On 2017-07-05 19:00, Max Reitz wrote: > On 2017-07-05 18:29, Eric Blake wrote: >> On 07/05/2017 11:22 AM, Max Reitz wrote: >> >>>>>> return (double)x == x && x == y; >>>>> >>>>> Yes, that would do, too; and spares me of having to think about how well >>>>> comparing an arbitrary double to UINT64_MAX actually works. :-) >>>> >>>> On second thought, this won't do, because (double)x == x is always true >>>> if x is an integer (because this will implicitly cast the second x to a >>>> double, too). However, (uint64_t)(double)x == x should work. >>> >>> Hm, well, the nice thing with this is that (double)UINT64_MAX is >>> actually UINT64_MAX + 1, and now (uint64_t)(UINT64_MAX + 1) is >>> undefined... Urgs. >> >> (uint64_t)(UINT64_MAX + 1) is well-defined - it is 0. >> >> (Adding in unsigned integers is always well-defined - it wraps around on >> mathematical overflow modulo the integer size.
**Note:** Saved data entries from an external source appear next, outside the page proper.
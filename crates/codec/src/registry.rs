//! Mime type to codec resolution.
//!
//! The registry is meant to be filled once at start-up and then shared (read
//! only) between all requests. The empty string and `*/*` are reserved keys that
//! alias the default codec.

use crate::{Codec, CodecFactory, FORM_MIME_TYPE, Form, JSON_MIME_TYPE, Json, RegistryError, shared};
use std::collections::BTreeMap;
use std::fmt;
use std::sync::{Arc, PoisonError, RwLock};
use tracing::{debug, trace};

const DEFAULT_KEY: &str = "";
const WILDCARD_KEY: &str = "*/*";

type SharedFactory = Arc<dyn CodecFactory>;

/// A mime type keyed table of codec factories.
pub struct CodecRegistry {
    factories: RwLock<BTreeMap<String, SharedFactory>>,
}

impl CodecRegistry {
    pub fn new() -> Self {
        Self { factories: RwLock::new(BTreeMap::new()) }
    }

    pub(crate) fn with_builtin_codecs() -> Self {
        let json: SharedFactory = Arc::new(shared(Json));
        let form: SharedFactory = Arc::new(shared(Form));

        let mut factories = BTreeMap::new();
        factories.insert(FORM_MIME_TYPE.to_owned(), form);
        factories.insert(JSON_MIME_TYPE.to_owned(), Arc::clone(&json));
        factories.insert(DEFAULT_KEY.to_owned(), Arc::clone(&json));
        factories.insert(WILDCARD_KEY.to_owned(), json);
        Self { factories: RwLock::new(factories) }
    }

    /// Makes a codec available for the provided mime type.
    ///
    /// Registering a mime type twice is a configuration error, so is registering
    /// one of the reserved default keys.
    pub fn register<F>(&self, mime: impl Into<String>, factory: F) -> Result<(), RegistryError>
    where
        F: CodecFactory + 'static,
    {
        let mime = mime.into();
        if is_reserved(&mime) {
            return Err(RegistryError::Reserved(mime));
        }

        let mut factories = self.factories.write().unwrap_or_else(PoisonError::into_inner);
        if factories.contains_key(&mime) {
            return Err(RegistryError::AlreadyRegistered(mime));
        }
        debug!(mime = %mime, "codec registered");
        factories.insert(mime, Arc::new(factory));
        Ok(())
    }

    /// Aliases the reserved default keys to the codec registered for `mime`.
    ///
    /// Can be called several times, the last call wins.
    pub fn set_default(&self, mime: &str) -> Result<(), RegistryError> {
        let mut factories = self.factories.write().unwrap_or_else(PoisonError::into_inner);
        let factory = match factories.get(mime) {
            Some(factory) if !is_reserved(mime) => Arc::clone(factory),
            _ => return Err(RegistryError::NotRegistered(mime.to_owned())),
        };
        factories.insert(DEFAULT_KEY.to_owned(), Arc::clone(&factory));
        factories.insert(WILDCARD_KEY.to_owned(), factory);
        debug!(mime = %mime, "default codec set");
        Ok(())
    }

    /// Finds the codec for a `Content-Type` or `Accept` header value.
    ///
    /// An exact key match wins. Otherwise the first registered mime type that the
    /// value starts with, directly followed by a parameter delimiter, is used, so
    /// `multipart/form-data; boundary=xyz` resolves the `multipart/form-data`
    /// codec. `None` means the negotiation failed.
    pub fn resolve(&self, mime: &str) -> Option<Arc<dyn Codec>> {
        let factories = self.factories.read().unwrap_or_else(PoisonError::into_inner);

        if let Some(factory) = factories.get(mime) {
            return Some(factory.create(mime));
        }

        let submatch = factories
            .iter()
            .filter(|(media_type, _)| !is_reserved(media_type))
            .find(|(media_type, _)| mime.strip_prefix(media_type.as_str()).is_some_and(|rest| rest.starts_with(';')));

        match submatch {
            Some((media_type, factory)) => {
                trace!(mime, matched = %media_type, "codec resolved by submatch");
                Some(factory.create(mime))
            }
            None => None,
        }
    }

    /// The default codec, when one has been set.
    pub fn default_codec(&self) -> Option<Arc<dyn Codec>> {
        self.resolve(DEFAULT_KEY)
    }

    /// Registered mime types, without the default aliases.
    pub fn mime_types(&self) -> Vec<String> {
        let factories = self.factories.read().unwrap_or_else(PoisonError::into_inner);
        factories.keys().filter(|mime| !is_reserved(mime)).cloned().collect()
    }
}

impl Default for CodecRegistry {
    fn default() -> Self {
        Self::new()
    }
}

impl fmt::Debug for CodecRegistry {
    fn fmt(&self, f: &mut fmt::Formatter<'_>) -> fmt::Result {
        f.debug_struct("CodecRegistry").field("mime_types", &self.mime_types()).finish()
    }
}

fn is_reserved(mime: &str) -> bool {
    mime == DEFAULT_KEY || mime == WILDCARD_KEY
}

#[cfg(test)]
mod tests {
    use super::CodecRegistry;
    use crate::{Codec, CodecFactory, Form, Json, RegistryError, shared};
    use mockall::mock;
    use std::sync::Arc;

    mock! {
        Factory {}

        impl CodecFactory for Factory {
            fn create(&self, mime: &str) -> Arc<dyn Codec>;
        }
    }

    fn registry() -> CodecRegistry {
        let registry = CodecRegistry::new();
        registry.register("application/json", shared(Json)).unwrap();
        registry.register("application/x-www-form-urlencoded", shared(Form)).unwrap();
        registry
    }

    #[test]
    fn exact_match() {
        let codec = registry().resolve("application/json").unwrap();
        assert_eq!(codec.mime_type(), "application/json");
    }

    #[test]
    fn duplicate_registration_keeps_first_codec() {
        let registry = registry();
        let result = registry.register("application/json", shared(Form));
        assert!(matches!(result, Err(RegistryError::AlreadyRegistered(mime)) if mime == "application/json"));

        let codec = registry.resolve("application/json").unwrap();
        assert_eq!(codec.mime_type(), "application/json");
    }

    #[test]
    fn reserved_keys_can_not_be_registered() {
        let registry = CodecRegistry::new();
        assert!(matches!(registry.register("", shared(Json)), Err(RegistryError::Reserved(_))));
        assert!(matches!(registry.register("*/*", shared(Json)), Err(RegistryError::Reserved(_))));
    }

    #[test]
    fn no_default_until_set() {
        let registry = registry();
        assert!(registry.resolve("").is_none());
        assert!(registry.resolve("*/*").is_none());
        assert!(registry.default_codec().is_none());
    }

    #[test]
    fn set_default_aliases_reserved_keys() {
        let registry = registry();
        registry.set_default("application/json").unwrap();

        assert_eq!(registry.resolve("").unwrap().mime_type(), "application/json");
        assert_eq!(registry.resolve("*/*").unwrap().mime_type(), "application/json");

        registry.set_default("application/x-www-form-urlencoded").unwrap();
        assert_eq!(registry.default_codec().unwrap().mime_type(), "application/x-www-form-urlencoded");
    }

    #[test]
    fn set_default_requires_registered_codec() {
        let registry = registry();
        assert!(matches!(registry.set_default("text/xml"), Err(RegistryError::NotRegistered(_))));
        assert!(matches!(registry.set_default("*/*"), Err(RegistryError::NotRegistered(_))));
    }

    #[test]
    fn unknown_mime_is_not_resolved() {
        let registry = registry();
        registry.set_default("application/json").unwrap();
        assert!(registry.resolve("text/xml").is_none());
        // a bare prefix without a parameter delimiter is a different type
        assert!(registry.resolve("application/jsonp").is_none());
    }

    #[test]
    fn submatch_passes_full_header_value_to_factory() {
        let mut factory = MockFactory::new();
        factory
            .expect_create()
            .withf(|mime| mime == "multipart/form-data; boundary=----abc")
            .times(1)
            .returning(|_| Arc::new(Json) as Arc<dyn Codec>);

        let registry = registry();
        registry.register("multipart/form-data", factory).unwrap();

        assert!(registry.resolve("multipart/form-data; boundary=----abc").is_some());
    }

    #[test]
    fn submatch_ignores_default_aliases() {
        let registry = registry();
        registry.set_default("application/json").unwrap();
        // "" is a prefix of everything, it must never take part in submatching
        assert!(registry.resolve("; charset=utf-8").is_none());
    }

    #[test]
    fn resolve_is_idempotent() {
        let registry = registry();
        let first = registry.resolve("application/json; charset=utf-8").unwrap();
        let second = registry.resolve("application/json; charset=utf-8").unwrap();
        assert_eq!(first.mime_type(), second.mime_type());
        assert!(Arc::ptr_eq(&first, &second));
    }

    #[test]
    fn builtin_codecs_default_to_json() {
        let registry = CodecRegistry::with_builtin_codecs();
        assert_eq!(registry.default_codec().unwrap().mime_type(), "application/json");
        let form = registry.resolve("application/x-www-form-urlencoded").unwrap();
        assert_eq!(form.mime_type(), "application/x-www-form-urlencoded");
        assert_eq!(registry.mime_types(), vec!["application/json", "application/x-www-form-urlencoded"]);
    }

    #[test]
    fn mime_types_skip_default_aliases() {
        let registry = registry();
        registry.set_default("application/json").unwrap();
        assert_eq!(registry.mime_types(), vec!["application/json", "application/x-www-form-urlencoded"]);
    }
}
You're thinking of >> overflow addition on signed integers, which is indeed undefined) > > It's not. See the standard:
Or, well, yes, it is in this case, but I meant literally UINT64_MAX + 1,
not the uint64_t value. I meant the natural number 2^64.
Because the issue is that (double)UINT64_MAX will (or may, depending on
the environment and such) give us 2.0^64 == 0x1p64.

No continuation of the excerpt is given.